Cam McLellan’s book, Investing in the New Normal, talks about what investors need to know about investing post-COVID-19. Cam McLellan, co-CEO of investment advisory company OpenCorp, said investing in the new normal still involves understanding the three key drivers of the property market — supply, demand and affordability.

In his new book, Investing in the New Normal, McLellan outlined how would-be investors should navigate the property market in times of disruption such as the COVID-19 pandemic. He analysed major events over the last 35 years to come up with strategies in investing in the current climate.

In this exclusive interview with Your Mortgage, McLellan said shares his insights about the most significant changes the COVID-19 pandemic has brought to the property market. He also talks about the crucial considerations would-be property investors should take before breaking into the market.

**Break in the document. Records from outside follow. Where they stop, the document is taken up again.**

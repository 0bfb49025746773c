//! Confirmation gate: one dialog, one message, one close.

use std::sync::Arc;
use std::time::Duration;

use log::{error, info, warn};

use crate::config::DialogConfig;
use crate::gate::ConfirmationResult;
use crate::host::{DialogHost, DialogOptions};

/// Message the dialog page posts when the user chooses to send anyway.
const CONFIRM_MESSAGE: &str = "confirmed";

/// Presents the modal dialog and resolves the user's answer.
pub struct ConfirmationGate {
    dialogs: Arc<dyn DialogHost>,
    url: String,
    options: DialogOptions,
    timeout: Option<Duration>,
}

impl ConfirmationGate {
    pub fn from_config(config: &DialogConfig, dialogs: Arc<dyn DialogHost>) -> Self {
        Self {
            dialogs,
            url: config.url.clone(),
            options: DialogOptions {
                height: config.height,
                width: config.width,
                display_in_iframe: config.display_in_iframe,
            },
            timeout: (config.timeout_secs > 0).then(|| Duration::from_secs(config.timeout_secs)),
        }
    }

    /// Open the dialog and await exactly one response message.
    pub async fn confirm(&self) -> ConfirmationResult {
        let mut dialog = match self.dialogs.open(&self.url, self.options.clone()).await {
            Ok(dialog) => dialog,
            Err(e) => {
                error!("failed to open confirmation dialog: {e}");
                return ConfirmationResult::DialogFailed;
            }
        };

        let message = match self.timeout {
            Some(limit) => match tokio::time::timeout(limit, dialog.next_message()).await {
                Ok(received) => received,
                Err(_) => {
                    warn!("no dialog response within {limit:?}; treating as cancel");
                    dialog.close().await;
                    return ConfirmationResult::Cancelled;
                }
            },
            None => dialog.next_message().await,
        };
        dialog.close().await;

        match message {
            Ok(m) if m == CONFIRM_MESSAGE => {
                info!("user confirmed send");
                ConfirmationResult::Confirmed
            }
            Ok(m) => {
                info!("user cancelled send (dialog response {m:?})");
                ConfirmationResult::Cancelled
            }
            Err(e) => {
                warn!("dialog closed without a response: {e}");
                ConfirmationResult::Cancelled
            }
        }
    }
}

#[cfg(test)]
mod tests {
    use super::*;
    use std::sync::atomic::{AtomicUsize, Ordering};

    use async_trait::async_trait;

    use crate::config::Config;
    use crate::host::{DialogHandle, HostError, HostResult};

    /// What the scripted dialog does after opening.
    #[derive(Clone, Copy)]
    enum Script {
        Reply(&'static str),
        Hang,
        DropChannel,
    }

    /// Scripted dialog host: `script` of `None` fails the open.
    struct ScriptedDialogs {
        script: Option<Script>,
        opens: AtomicUsize,
        closes: Arc<AtomicUsize>,
    }

    impl ScriptedDialogs {
        fn new(script: Option<Script>) -> Arc<Self> {
            Arc::new(Self {
                script,
                opens: AtomicUsize::new(0),
                closes: Arc::new(AtomicUsize::new(0)),
            })
        }
    }

    struct ScriptedHandle {
        script: Script,
        closes: Arc<AtomicUsize>,
    }

    #[async_trait]
    impl DialogHandle for ScriptedHandle {
        async fn next_message(&mut self) -> HostResult<String> {
            match self.script {
                Script::Reply(message) => Ok(message.to_string()),
                Script::Hang => std::future::pending().await,
                Script::DropChannel => Err(HostError::DialogClosed),
            }
        }

        async fn close(&mut self) {
            self.closes.fetch_add(1, Ordering::SeqCst);
        }
    }

    #[async_trait]
    impl DialogHost for ScriptedDialogs {
        async fn open(
            &self,
            _url: &str,
            _options: DialogOptions,
        ) -> HostResult<Box<dyn DialogHandle>> {
            self.opens.fetch_add(1, Ordering::SeqCst);
            match self.script {
                Some(script) => Ok(Box::new(ScriptedHandle {
                    script,
                    closes: Arc::clone(&self.closes),
                })),
                None => Err(HostError::DialogOpen("no dialog surface".into())),
            }
        }
    }

    fn gate(dialogs: Arc<ScriptedDialogs>) -> ConfirmationGate {
        ConfirmationGate::from_config(&Config::default_config().dialog, dialogs)
    }

    #[tokio::test]
    async fn confirmed_message_confirms() {
        let dialogs = ScriptedDialogs::new(Some(Script::Reply("confirmed")));
        let result = gate(Arc::clone(&dialogs)).confirm().await;
        assert_eq!(result, ConfirmationResult::Confirmed);
        assert_eq!(dialogs.opens.load(Ordering::SeqCst), 1);
        assert_eq!(dialogs.closes.load(Ordering::SeqCst), 1);
    }

    #[tokio::test]
    async fn any_other_message_cancels() {
        let dialogs = ScriptedDialogs::new(Some(Script::Reply("cancelled")));
        let result = gate(Arc::clone(&dialogs)).confirm().await;
        assert_eq!(result, ConfirmationResult::Cancelled);
        assert_eq!(dialogs.closes.load(Ordering::SeqCst), 1);
    }

    #[tokio::test]
    async fn confirmation_message_is_exact() {
        let dialogs = ScriptedDialogs::new(Some(Script::Reply("Confirmed")));
        let result = gate(dialogs).confirm().await;
        assert_eq!(result, ConfirmationResult::Cancelled);
    }

    #[tokio::test]
    async fn open_failure_reports_dialog_failed() {
        let dialogs = ScriptedDialogs::new(None);
        let result = gate(Arc::clone(&dialogs)).confirm().await;
        assert_eq!(result, ConfirmationResult::DialogFailed);
        assert_eq!(dialogs.closes.load(Ordering::SeqCst), 0);
    }

    #[tokio::test]
    async fn dropped_channel_cancels_and_closes() {
        let dialogs = ScriptedDialogs::new(Some(Script::DropChannel));
        let result = gate(Arc::clone(&dialogs)).confirm().await;
        assert_eq!(result, ConfirmationResult::Cancelled);
        assert_eq!(dialogs.closes.load(Ordering::SeqCst), 1);
    }

    #[tokio::test]
    async fn timeout_cancels_and_closes() {
        let dialogs = ScriptedDialogs::new(Some(Script::Hang));
        let mut gate = gate(Arc::clone(&dialogs));
        gate.timeout = Some(Duration::from_millis(20));
        let result = gate.confirm().await;
        assert_eq!(result, ConfirmationResult::Cancelled);
        assert_eq!(dialogs.closes.load(Ordering::SeqCst), 1);
    }
}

Your Mortgage: What do you think is the biggest change the COVID-19 pandemic has brought to the property investing scene? What does it mean to invest in the new normal?

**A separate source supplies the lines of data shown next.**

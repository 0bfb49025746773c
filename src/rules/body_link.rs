//! Meeting-recording-link body check.
//!
//! A body that carries a recording link must also carry the project number
//! from the subject; otherwise the sender is asked to confirm.

use async_trait::async_trait;
use log::{debug, warn};
use regex::{Regex, RegexBuilder};

use crate::config::{BodyLinkConfig, FailurePolicy};
use crate::host::{BodyCoercion, MailItem};
use crate::rules::{RuleOutcome, SendRule, contains_id};

pub struct BodyLinkRule {
    link_patterns: Vec<Regex>,
    id_match_ignores_case: bool,
    on_dialog_failure: FailurePolicy,
}

impl BodyLinkRule {
    pub fn from_config(config: &BodyLinkConfig) -> Self {
        let link_patterns = config
            .link_patterns
            .iter()
            .map(|p| {
                RegexBuilder::new(&regex::escape(p))
                    .case_insensitive(config.link_match_ignores_case)
                    .build()
                    .expect("escaped link pattern must compile")
            })
            .collect();
        Self {
            link_patterns,
            id_match_ignores_case: config.id_match_ignores_case,
            on_dialog_failure: config.on_dialog_failure,
        }
    }

    fn has_link(&self, body: &str) -> bool {
        self.link_patterns.iter().any(|re| re.is_match(body))
    }
}

#[async_trait]
impl SendRule for BodyLinkRule {
    fn name(&self) -> &'static str {
        "body-link"
    }

    fn on_dialog_failure(&self) -> FailurePolicy {
        self.on_dialog_failure
    }

    async fn evaluate(&self, item: &dyn MailItem, project_id: &str) -> RuleOutcome {
        let body = match item.body(BodyCoercion::PlainText).await {
            Ok(body) => body,
            Err(e) => {
                warn!("body retrieval failed: {e}");
                return RuleOutcome::Skipped {
                    reason: format!("body unavailable: {e}"),
                };
            }
        };

        if !self.has_link(&body) {
            return RuleOutcome::Satisfied {
                reason: "no recording link in body".into(),
            };
        }

        debug!("recording link detected; checking body for project number");
        if contains_id(&body, project_id, self.id_match_ignores_case) {
            return RuleOutcome::Satisfied {
                reason: "project number present alongside recording link".into(),
            };
        }

        RuleOutcome::NeedsConfirmation {
            reason: format!("recording link in body without project number {project_id:?}"),
        }
    }
}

Cam McLellan: As much as the media would love you to think the investment world has changed, the fact is that supply, demand and affordability are the major drivers of market prices. In this book, which was written early to mid-2020, I made a number clear markets predictions: markets to be hit hard by price reductions would be the apartment market due to immigration and the desire for more spacious living. The commercial market due to remote working conditions and blue-chip investment property in affluent areas due to rent reduction. We made it clear that based on COVID-19’s impact to the three key factors that medium density property would still having strong demand as affordability was not being impacted due to short- and long-term government stimulus.

Your Mortgage: For novice investors, why is it important to have an understanding of the historical ups and downs of the economy in relation to the performance of the housing market?

McLellan: When I asked my first property mentor Steve, he said, “The best time to buy was 20 years ago, the next best time, as soon as you can afford it”. By studying past economic events and the reasons these events occurred along with the impact to supply, demand and affordability, novice investors are easily able to reduce risk when investing.

Your Mortgage: What is the most crucial consideration one should have before breaking diving into property investing?

McLellan: Investing should be treated like a business. In business, you follow process to get the best result. Investing without a proven process ends with failure or poor financial results. The process I outlined in my first book My 4-year-old the Property Investor outlines the key steps investors should follow to reduce risk at every stage when investing. By following a process to select the best property every time, regardless of market cycle or conditions, allows investors to fast track their wealth creation.

Your Mortgage: How do you see the property markets faring over the next two to three years? Will the pandemic make a long-lasting impact in terms of housing trends?

McLellan: While I don’t like to make short-term price predictions, I am very bullish about the coming three to five years in property. With very low interest rates, good affordability, and strong pressure on supply, prices will continue to rise across our major four capital city markets.

Your Mortgage: Are there such thing as "safe" markets when it comes to property investing?

McLellan: Safe investing is not about picking a winner — it is about knocking out losers. Losers are properties that will sit flat or correct over the short term. To knock out losers I use a process of elimination that I developed called MAP, which stands for market, area, and property. First, knock out markets that are not good for investment at that point in time, then when you have a couple of viable city options, look to knock out areas or growth corridor that have an oversupply or limited infrastructure planed therefore limiting demand. Finally, once you have identified a solid city and a good growth corridor then identify the optimum size and quality property for that area.